País ainda importa produtos ocidentais cobiçados, com a ajuda de uma rede global de intermediários

  • Salvar artigos

    Recurso exclusivo para assinantes

    assine ou faça login

Dubai e Nova York | The New York Times

Em uma estrada poeirenta nos arredores de Dubai, Sohrab Fani está lucrando com a resposta do Ocidente à Guerra da Ucrânia: sua loja instala aquecedores de assento em carros que estão sendo re-exportados para a Rússia.

Doze mil almofadas de aquecimento ficaram em seu depósito durante anos, disse ele, até que a invasão da Rússia e as sanções ocidentais resultantes expulsaram as montadoras americanas, europeias e japonesas do mercado russo. Agora, os russos importam esses carros via Dubai, nos Emirados Árabes Unidos —e, como os carros enviados para o Oriente Médio tendem a ser feitos para climas quentes, as lojas de acessórios como a de Fani estão fazendo bons negócios equipando-os para o inverno.

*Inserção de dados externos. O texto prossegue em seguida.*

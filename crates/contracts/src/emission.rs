//! EmissionRecord / AlertEvent - Emission Transform output

use std::fmt;

use serde::{Deserialize, Serialize};

use crate::{TimestampMs, VehicleId};

/// Compliance alert category
#[derive(Debug, Clone, Copy, PartialEq, Eq, Hash, Serialize, Deserialize)]
#[serde(rename_all = "SCREAMING_SNAKE_CASE")]
pub enum AlertKind {
    HighIdle,
    EmissionSpike,
}

impl AlertKind {
    pub fn as_str(&self) -> &'static str {
        match self {
            Self::HighIdle => "HIGH_IDLE",
            Self::EmissionSpike => "EMISSION_SPIKE",
        }
    }
}

impl fmt::Display for AlertKind {
    fn fmt(&self, f: &mut fmt::Formatter<'_>) -> fmt::Result {
        f.write_str(self.as_str())
    }
}

/// Alert severity, ordered `Info < Warning < Critical`
#[derive(
    Debug, Clone, Copy, Default, PartialEq, Eq, PartialOrd, Ord, Hash, Serialize, Deserialize,
)]
#[serde(rename_all = "SCREAMING_SNAKE_CASE")]
pub enum Severity {
    #[default]
    Info,
    Warning,
    Critical,
}

impl Severity {
    pub fn as_str(&self) -> &'static str {
        match self {
            Self::Info => "INFO",
            Self::Warning => "WARNING",
            Self::Critical => "CRITICAL",
        }
    }
}

impl fmt::Display for Severity {
    fn fmt(&self, f: &mut fmt::Formatter<'_>) -> fmt::Result {
        f.write_str(self.as_str())
    }
}

/// Per-reading emission metrics with optional alert
///
/// `alert_kind` is present exactly when `severity` is above `Info`.
#[derive(Debug, Clone, PartialEq, Serialize, Deserialize)]
pub struct EmissionRecord {
    pub vehicle_id: VehicleId,
    pub timestamp: TimestampMs,
    pub latitude: f64,
    pub longitude: f64,
    pub speed_kmh: f64,
    pub load_kg: f64,
    pub idle_seconds: u32,

    /// CO₂ attributed to this reading (g)
    pub co2_grams: f64,
    /// Distance-based emission rate (g/km); 0 while stationary
    pub co2_rate_g_per_km: f64,

    pub alert_kind: Option<AlertKind>,
    #[serde(default)]
    pub severity: Severity,
    pub alert_message: Option<String>,
}

impl EmissionRecord {
    pub fn has_alert(&self) -> bool {
        self.alert_kind.is_some()
    }

    /// Standalone alert for the alert feed, if this reading raised one
    pub fn alert_event(&self) -> Option<AlertEvent> {
        let kind = self.alert_kind?;
        Some(AlertEvent {
            alert_id: format!("{}-{}-{}", self.vehicle_id, self.timestamp, kind),
            vehicle_id: self.vehicle_id.clone(),
            timestamp: self.timestamp,
            alert_kind: kind,
            severity: self.severity,
            message: self.alert_message.clone().unwrap_or_default(),
            latitude: self.latitude,
            longitude: self.longitude,
        })
    }
}

/// Alert feed entry
#[derive(Debug, Clone, PartialEq, Serialize, Deserialize)]
pub struct AlertEvent {
    /// Deterministic id: `{vehicle_id}-{timestamp}-{KIND}`
    pub alert_id: String,
    pub vehicle_id: VehicleId,
    pub timestamp: TimestampMs,
    pub alert_kind: AlertKind,
    pub severity: Severity,
    pub message: String,
    pub latitude: f64,
    pub longitude: f64,
}
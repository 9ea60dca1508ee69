//! # Observability
//!
//! Tracing and Prometheus metrics for the emission pipeline.
//!
//! ## Features
//!
//! - Tracing initialization (JSON/Pretty/Compact)
//! - Prometheus exporter
//! - Emission, alert and window metrics plus a running-statistics summary
//!
//! ## Usage
//!
//! ```ignore
//! use observability::{init, metrics};
//!
//! observability::init()?;
//!
//! let output = pipeline.push_position(event);
//! metrics::record_emission_metrics(&output.record);
//! ```

pub mod metrics;

use anyhow::{Context, Result};
use metrics_exporter_prometheus::PrometheusBuilder;
use tracing_subscriber::{fmt, layer::SubscriberExt, util::SubscriberInitExt, EnvFilter};

// Re-exports
pub use crate::metrics::{
    record_alert, record_emission_metrics, record_fleet_size, record_input_received,
    record_window_summary, EmissionStatsAggregator, EmissionSummary, RunningStats, StatsSummary,
};

/// Initialize tracing (JSON, RUST_LOG aware) and Prometheus on 0.0.0.0:9000
pub fn init() -> Result<()> {
    init_with_config(ObservabilityConfig::default())
}

/// Observability configuration
#[derive(Debug, Clone)]
pub struct ObservabilityConfig {
    /// Log format
    pub log_format: LogFormat,
    /// Prometheus port (None = disabled)
    pub metrics_port: Option<u16>,
    /// Default level when RUST_LOG is unset
    pub default_log_level: String,
}

impl Default for ObservabilityConfig {
    fn default() -> Self {
        Self {
            log_format: LogFormat::Json,
            metrics_port: Some(9000),
            default_log_level: "info".to_string(),
        }
    }
}

/// Log format
#[derive(Debug, Clone, Copy, Default)]
pub enum LogFormat {
    /// Structured JSON
    #[default]
    Json,
    /// Human-readable multi-line
    Pretty,
    /// Compact single-line
    Compact,
}

impl std::str::FromStr for LogFormat {
    type Err = String;

    fn from_str(s: &str) -> std::result::Result<Self, Self::Err> {
        match s.to_ascii_lowercase().as_str() {
            "json" => Ok(Self::Json),
            "pretty" => Ok(Self::Pretty),
            "compact" => Ok(Self::Compact),
            other => Err(format!("unknown log format '{other}'")),
        }
    }
}

/// Initialize with a custom configuration
pub fn init_with_config(config: ObservabilityConfig) -> Result<()> {
    // 1. Initialize Tracing
    let filter = EnvFilter::try_from_default_env()
        .unwrap_or_else(|_| EnvFilter::new(&config.default_log_level));

    match config.log_format {
        LogFormat::Json => {
            let fmt_layer = fmt::layer()
                .json()
                .with_target(true)
                .with_thread_ids(true)
                .with_thread_names(true)
                .with_file(true)
                .with_line_number(true);

            tracing_subscriber::registry()
                .with(filter)
                .with(fmt_layer)
                .try_init()
                .context("Failed to initialize tracing subscriber")?;
        }
        LogFormat::Pretty => {
            let fmt_layer = fmt::layer().pretty();

            tracing_subscriber::registry()
                .with(filter)
                .with(fmt_layer)
                .try_init()
                .context("Failed to initialize tracing subscriber")?;
        }
        LogFormat::Compact => {
            let fmt_layer = fmt::layer().compact();

            tracing_subscriber::registry()
                .with(filter)
                .with(fmt_layer)
                .try_init()
                .context("Failed to initialize tracing subscriber")?;
        }
    }

    // 2. Initialize Prometheus Exporter (if enabled)
    if let Some(port) = config.metrics_port {
        let builder = PrometheusBuilder::new();
        builder
            .with_http_listener(([0, 0, 0, 0], port))
            .install()
            .context("Failed to install Prometheus recorder")?;

        tracing::info!(port = port, "Prometheus metrics endpoint initialized");
    }

    tracing::info!(
        log_format = ?config.log_format,
        metrics_port = ?config.metrics_port,
        "Observability initialized"
    );

    Ok(())
}

/// Install only the Prometheus exporter, for when tracing is set up elsewhere
pub fn init_metrics_only(port: u16) -> Result<()> {
    let builder = PrometheusBuilder::new();
    builder
        .with_http_listener(([0, 0, 0, 0], port))
        .install()
        .context("Failed to install Prometheus recorder")?;

    tracing::info!(port = port, "Prometheus metrics endpoint initialized");
    Ok(())
}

Homem grava vídeo de mulher abrindo porta de carro
Vendedores de carros em concessionária de Dubai gravam vídeo para público russo - Andrea DiCenzo - 5.mar.23/The New York Times

"Quando os russos vieram, eu vendi tudo", disse Fani, então ele encomendou vários milhares de almofadas de aquecimento para assento. "Na Rússia, eles têm sanções. Aqui não tem. Aqui tem negócio."

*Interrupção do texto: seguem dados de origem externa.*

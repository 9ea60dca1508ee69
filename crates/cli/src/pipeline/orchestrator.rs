//! Pipeline orchestrator - wires replay, engine and dispatcher together.

use std::future::Future;
use std::time::Instant;

use anyhow::{Context, Result};
use contracts::{InboundEvent, OutputEvent, PipelineBlueprint, Topic};
use ingestion::{IngestionPipeline, ReplayConfig};
use observability::{
    record_alert, record_emission_metrics, record_fleet_size, record_input_received,
    record_window_summary, EmissionStatsAggregator,
};
use stream_engine::EmissionPipeline;
use tokio::sync::mpsc;
use tracing::{debug, info, instrument, warn};

use super::{PipelineStats, StopReason};
use crate::error::CliError;

/// Pipeline configuration
#[derive(Debug, Clone)]
pub struct PipelineConfig {
    /// Validated blueprint, CLI overrides applied
    pub blueprint: PipelineBlueprint,

    /// Stop after this many emission records (None = unlimited)
    pub max_records: Option<u64>,

    /// Metrics server port (None = disabled)
    pub metrics_port: Option<u16>,
}

/// Main pipeline orchestrator
pub struct Pipeline {
    config: PipelineConfig,
}

impl Pipeline {
    /// Create a new pipeline with the given configuration
    pub fn new(config: PipelineConfig) -> Self {
        Self { config }
    }

    /// Run until input is exhausted, the record limit is hit, or `shutdown`
    /// resolves
    ///
    /// Open windows are discarded on every stop path.
    #[instrument(name = "pipeline_run", skip_all)]
    pub async fn run<F>(self, shutdown: F) -> Result<PipelineStats>
    where
        F: Future<Output = ()>,
    {
        let start_time = Instant::now();
        let blueprint = &self.config.blueprint;

        if let Some(port) = self.config.metrics_port {
            observability::init_metrics_only(port)?;
            info!(port, "Metrics endpoint available");
        }

        // Setup Dispatcher
        let (output_tx, output_rx) =
            mpsc::channel::<OutputEvent>(blueprint.ingestion.channel_capacity.max(1));

        if blueprint.sinks.is_empty() {
            warn!("No sinks configured - outputs will only be counted");
        }
        for topic in Topic::ALL {
            if !blueprint.sinks.is_empty() && !blueprint.routes_topic(topic) {
                debug!(topic = %topic, "Topic has no subscribed sink");
            }
        }

        let dispatcher = dispatcher::create_dispatcher(blueprint.sinks.clone(), output_rx)
            .await
            .context("Failed to create dispatcher")?;
        let dispatcher_handle = dispatcher.spawn();
        info!(sinks = blueprint.sinks.len(), "Dispatcher started");

        // Setup Ingestion
        let mut ingestion = IngestionPipeline::new(ReplayConfig::from(&blueprint.ingestion));
        let input_rx = ingestion
            .take_receiver()
            .ok_or_else(|| CliError::pipeline_execution("ingestion receiver already taken"))?;
        let replay_handle = ingestion.start();

        info!(
            max_records = ?self.config.max_records,
            window_ms = blueprint.engine.window.duration_ms,
            lateness_ms = blueprint.engine.window.lateness_ms,
            "Pipeline running"
        );

        let mut engine = EmissionPipeline::new(&blueprint.engine);
        let mut emissions = EmissionStatsAggregator::new();
        let max_records = self.config.max_records;

        tokio::pin!(shutdown);
        let stop_reason = loop {
            tokio::select! {
                biased;
                _ = &mut shutdown => {
                    warn!("Received shutdown signal, stopping pipeline");
                    break StopReason::Signal;
                }
                next = input_rx.recv() => {
                    let Ok(event) = next else {
                        break StopReason::InputExhausted;
                    };
                    let outputs = process_event(&mut engine, event, &mut emissions);
                    if !forward(&output_tx, outputs).await {
                        warn!("Dispatcher channel closed");
                        break StopReason::DispatcherClosed;
                    }
                    if max_records.is_some_and(|max| engine.stats().records >= max) {
                        info!(records = engine.stats().records, "Reached max records limit");
                        break StopReason::MaxRecords;
                    }
                }
            }
        };

        // Shutdown: stop the replay, discard open windows, drain the sinks
        info!(reason = %stop_reason, "Shutting down pipeline");
        drop(input_rx);

        let fleet = engine.fleet_snapshot();
        record_fleet_size(fleet.vehicles.len(), fleet.total_co2_grams());
        let counters = engine.shutdown();

        drop(output_tx);
        let sink_metrics = dispatcher_handle
            .await
            .context("Dispatcher task panicked")?;

        let replay = replay_handle
            .await
            .context("Replay task panicked")?
            .context("Input replay failed")?;

        let stats = PipelineStats {
            stop_reason,
            counters,
            replay,
            sinks: sink_metrics
                .into_iter()
                .map(|(name, m)| (name, m.write_count, m.failure_count, m.dropped_count))
                .collect(),
            emissions,
            fleet,
            duration: start_time.elapsed(),
        };

        info!(
            records = stats.counters.records,
            alerts = stats.counters.alerts,
            summaries = stats.counters.summaries,
            duration_secs = stats.duration.as_secs_f64(),
            "Pipeline shutdown complete"
        );

        Ok(stats)
    }
}

/// Feed one inbound event through the engine and collect what it produced
fn process_event(
    engine: &mut EmissionPipeline,
    event: InboundEvent,
    emissions: &mut EmissionStatsAggregator,
) -> Vec<OutputEvent> {
    record_input_received(event.stream());
    match event {
        InboundEvent::Telemetry(reading) => {
            engine.push_telemetry(reading);
            Vec::new()
        }
        InboundEvent::Position(position) => {
            let output = engine.push_position(position);

            record_emission_metrics(&output.record);
            emissions.update_record(&output.record);

            let mut events = Vec::with_capacity(2 + output.summaries.len());
            events.push(OutputEvent::Emission(output.record));
            if let Some(alert) = output.alert {
                record_alert(&alert);
                events.push(OutputEvent::Alert(alert));
            }
            for summary in output.summaries {
                record_window_summary(&summary);
                emissions.update_summary(&summary);
                events.push(OutputEvent::Summary(summary));
            }
            events
        }
    }
}

/// Returns false once the dispatcher is gone
async fn forward(tx: &mpsc::Sender<OutputEvent>, events: Vec<OutputEvent>) -> bool {
    for event in events {
        if tx.send(event).await.is_err() {
            return false;
        }
    }
    true
}

#[cfg(test)]
mod tests {
    use super::*;
    use contracts::{PositionEvent, SinkConfig, SinkType, TelemetryEvent};
    use std::collections::HashMap;
    use std::io::Write;

    fn position(vehicle_id: &str, timestamp: u64, speed_kmh: f64) -> PositionEvent {
        PositionEvent {
            vehicle_id: vehicle_id.to_string(),
            timestamp,
            latitude: 19.07,
            longitude: 72.87,
            speed_kmh,
            heading: 180.0,
        }
    }

    #[test]
    fn test_process_event_outputs() {
        let mut engine = EmissionPipeline::default();
        let mut emissions = EmissionStatsAggregator::new();

        let telemetry = InboundEvent::Telemetry(TelemetryEvent {
            vehicle_id: "TRK-101".to_string(),
            timestamp: 1_000,
            fuel_level_pct: 50.0,
            engine_temp_c: 90.0,
            load_kg: 0.0,
            idle_seconds: 150,
        });
        assert!(process_event(&mut engine, telemetry, &mut emissions).is_empty());

        let outputs = process_event(
            &mut engine,
            InboundEvent::Position(position("TRK-101", 2_000, 0.0)),
            &mut emissions,
        );
        let topics: Vec<_> = outputs.iter().map(OutputEvent::topic).collect();
        assert_eq!(topics, vec![Topic::Emissions, Topic::Alerts]);
        assert_eq!(emissions.total_alerts, 1);
    }

    fn write_positions(count: u64) -> tempfile::NamedTempFile {
        let mut file = tempfile::NamedTempFile::new().unwrap();
        for i in 0..count {
            let line = serde_json::to_string(&position("VAN-7", 1_000 + i * 1_000, 50.0)).unwrap();
            writeln!(file, "{line}").unwrap();
        }
        file
    }

    fn config(positions: &tempfile::NamedTempFile, out: &std::path::Path) -> PipelineConfig {
        let mut blueprint = PipelineBlueprint::default();
        blueprint.ingestion.positions_path = Some(positions.path().display().to_string());
        blueprint.sinks.push(SinkConfig {
            name: "records".to_string(),
            sink_type: SinkType::File,
            queue_capacity: 64,
            topics: vec![Topic::Emissions],
            params: HashMap::from([("path".to_string(), out.display().to_string())]),
        });
        PipelineConfig {
            blueprint,
            max_records: None,
            metrics_port: None,
        }
    }

    #[tokio::test]
    async fn test_run_to_exhaustion() {
        let positions = write_positions(5);
        let out = tempfile::tempdir().unwrap();

        let stats = Pipeline::new(config(&positions, out.path()))
            .run(std::future::pending())
            .await
            .unwrap();

        assert_eq!(stats.stop_reason, StopReason::InputExhausted);
        assert_eq!(stats.counters.records, 5);
        assert_eq!(stats.replay.positions, 5);
        assert_eq!(stats.sinks, vec![("records".to_string(), 5, 0, 0)]);

        let written = std::fs::read_to_string(out.path().join("emissions.ndjson")).unwrap();
        assert_eq!(written.lines().count(), 5);
    }

    #[tokio::test]
    async fn test_max_records_stops_early() {
        let positions = write_positions(20);
        let out = tempfile::tempdir().unwrap();
        let mut config = config(&positions, out.path());
        config.max_records = Some(3);

        let stats = Pipeline::new(config)
            .run(std::future::pending())
            .await
            .unwrap();

        assert_eq!(stats.stop_reason, StopReason::MaxRecords);
        assert_eq!(stats.counters.records, 3);
    }

    #[tokio::test]
    async fn test_shutdown_signal_stops() {
        let positions = write_positions(5);
        let out = tempfile::tempdir().unwrap();

        let stats = Pipeline::new(config(&positions, out.path()))
            .run(std::future::ready(()))
            .await
            .unwrap();

        assert_eq!(stats.stop_reason, StopReason::Signal);
        assert_eq!(stats.counters.records, 0);
    }

    #[tokio::test]
    async fn test_shutdown_interrupts_paced_replay() {
        let positions = write_positions(3);
        let out = tempfile::tempdir().unwrap();
        let mut config = config(&positions, out.path());
        // one second of event time becomes a 1000 s sleep
        config.blueprint.ingestion.replay_speed = 0.001;

        let shutdown = tokio::time::sleep(std::time::Duration::from_millis(200));
        let stats = tokio::time::timeout(
            std::time::Duration::from_secs(3),
            Pipeline::new(config).run(shutdown),
        )
        .await
        .expect("pipeline did not stop while the replay was pacing")
        .unwrap();

        assert_eq!(stats.stop_reason, StopReason::Signal);
        assert_eq!(stats.counters.records, 1);
        assert!(stats.replay.interrupted);
    }

    #[tokio::test]
    async fn test_missing_input_file_fails() {
        let out = tempfile::tempdir().unwrap();
        let positions = write_positions(0);
        let mut config = config(&positions, out.path());
        config.blueprint.ingestion.positions_path = Some("/nonexistent/positions.ndjson".into());

        let result = Pipeline::new(config).run(std::future::pending()).await;
        assert!(result.is_err());
    }
}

Mais de um ano após a invasão da Ucrânia pelo presidente Vladimir Putin, as sanções ocidentais prejudicaram a economia da Rússia, mas não a paralisaram. A teia do comércio global se adaptou, permitindo que o líder russo cumprisse amplamente uma promessa importante: que a guerra não interromperia drasticamente o estilo de vida de consumo das elites russas.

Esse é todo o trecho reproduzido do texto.